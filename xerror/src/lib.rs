pub mod api;
pub mod midnight_connector;
pub mod treasury;
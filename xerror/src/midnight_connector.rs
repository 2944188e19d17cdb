#[derive(Debug, Clone, Copy)]
pub enum MidnightConnectorError {
    UnknownContract,
    InsufficientBalance,
    InvalidAmount,
}

impl std::fmt::Display for MidnightConnectorError {
    fn fmt(&self, f: &mut std::fmt::Formatter) -> std::fmt::Result {
        write!(f, "{:?}", self)
    }
}
use actix_web::{get, post, web::Json, HttpResponse};
use rust_decimal::Decimal;
use rust_decimal_macros::dec;
use serde::Deserialize;
use serde_json::json;
use std::sync::Arc;
use std::time::Duration;
use tokio::sync::mpsc;
use tokio::time::timeout;
use uuid::Uuid;
use xerror::api::*;

use models::distributions::Distribution;
use msgs::api::{Api, DistributionRequest};
use msgs::Message;

use crate::comms::Envelope;
use crate::jwt::*;
use crate::{WebDbPool, WebSender, WebStatsCache};

#[get("/distributions")]
pub async fn get_distributions(pool: WebDbPool, auth_data: AuthData) -> Result<HttpResponse, ApiError> {
    let conn = pool.get().map_err(|_| ApiError::Db(DbError::DbConnectionError))?;

    let distributions =
        Distribution::get_by_uid(&conn, auth_data.uid).map_err(|_| ApiError::Db(DbError::CouldNotFetchData))?;

    Ok(HttpResponse::Ok().json(&distributions))
}

#[derive(Deserialize)]
pub struct CreateDistributionData {
    pub aid_request_id: Uuid,
    pub recipient_uid: u64,
    pub amount: Decimal,
    pub shielded_memo: Option<String>,
}

#[post("/distributions")]
pub async fn create_distribution(
    auth_data: AuthData,
    web_sender: WebSender,
    stats_cache: WebStatsCache,
    distribution_data: Json<CreateDistributionData>,
) -> Result<HttpResponse, ApiError> {
    let req_id = Uuid::new_v4();

    let uid = auth_data.uid as u64;

    if distribution_data.amount <= dec!(0) {
        return Err(ApiError::Request(RequestError::InvalidAmount));
    }

    if let Some(memo) = &distribution_data.shielded_memo {
        if memo.len() > 1024 {
            return Err(ApiError::Request(RequestError::InvalidValue));
        }
    }

    let distribution_request = DistributionRequest {
        req_id,
        uid,
        aid_request_id: distribution_data.aid_request_id,
        recipient_uid: distribution_data.recipient_uid,
        amount: distribution_data.amount,
        shielded_memo: distribution_data.shielded_memo.clone(),
    };

    let response_filter: Box<dyn Send + Fn(&Message) -> bool> = Box::new(
        move |message| matches!(message, Message::Api(Api::DistributionResponse(response)) if response.req_id == req_id),
    );

    let (response_tx, mut response_rx) = mpsc::channel(1);

    let message = Message::Api(Api::DistributionRequest(distribution_request));

    Arc::make_mut(&mut web_sender.into_inner())
        .send(Envelope {
            message,
            response_tx: Some(response_tx),
            response_filter: Some(response_filter),
        })
        .await
        .map_err(|_| ApiError::Comms(CommsError::FailedToSendMessage))?;

    if let Ok(Some(Ok(Message::Api(Api::DistributionResponse(response))))) =
        timeout(Duration::from_secs(5), response_rx.recv()).await
    {
        if response.error.is_none() {
            stats_cache.write().await.invalidate();
        }
        return Ok(HttpResponse::Ok().json(&response));
    }
    Ok(HttpResponse::InternalServerError().json(json!({"status": "timeout"})))
}
pub fn build_verification_proof_log(req: &VerificationProofRequest, proof_tx: &str) -> MidnightTransaction {
    MidnightTransaction {
        id: Uuid::new_v4(),
        tx_hash: proof_tx.to_string(),
        tx_type: LedgerTxType::VerificationProof.to_string(),
        from_address: Some(req.uid.to_string()),
        to_address: None,
        amount: None,
        shielded: true,
        block_height: None,
        gas_used: None,
        status: LedgerTxStatus::Confirmed.to_string(),
        metadata: Some(serde_json::json!({ "verification_type": req.verification_type })),
        created_at: time_now() as i64,
    }
}

pub fn build_application_row(req: &VerifierApplicationRequest, zk_proof: &str, tx_hash: &str) -> VerifierApplication {
    let now = time_now() as i64;
    VerifierApplication {
        id: Uuid::new_v4(),
        uid: req.uid as i32,
        full_name: req.full_name.clone(),
        motivation: req.motivation.clone(),
        status: VerificationStatus::Pending.to_string(),
        zk_verified: true,
        zk_proof_hash: Some(zk_proof.to_string()),
        midnight_tx_hash: Some(tx_hash.to_string()),
        created_at: now,
        updated_at: now,
    }
}

pub fn build_token_burn_log(burn: &BurnTokens, contract: &str, receipt: &TxReceipt) -> MidnightTransaction {
    MidnightTransaction {
        id: Uuid::new_v4(),
        tx_hash: receipt.tx_hash.clone(),
        tx_type: LedgerTxType::TokenBurn.to_string(),
        from_address: Some(burn.owner_address.clone()),
        to_address: None,
        amount: Some(to_bigdecimal(burn.amount)),
        shielded: receipt.shielded,
        block_height: Some(receipt.block_height as i64),
        gas_used: Some(receipt.gas_used as i64),
        status: LedgerTxStatus::Confirmed.to_string(),
        metadata: Some(serde_json::json!({ "contract_address": contract })),
        created_at: time_now() as i64,
    }
}

pub struct TreasuryEngine {
    /// Connection to the postgres DB.
    pub conn_pool: Option<DbPool>,
    pub midnight_connector: MidnightConnector,
    pub logger: slog::Logger,
}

━━━

**TASK DETAILS**.
Return every line above where "RequestError" appears.

**TASK SOLUTION**.
        return Err(ApiError::Request(RequestError::InvalidAmount));
            return Err(ApiError::Request(RequestError::InvalidValue));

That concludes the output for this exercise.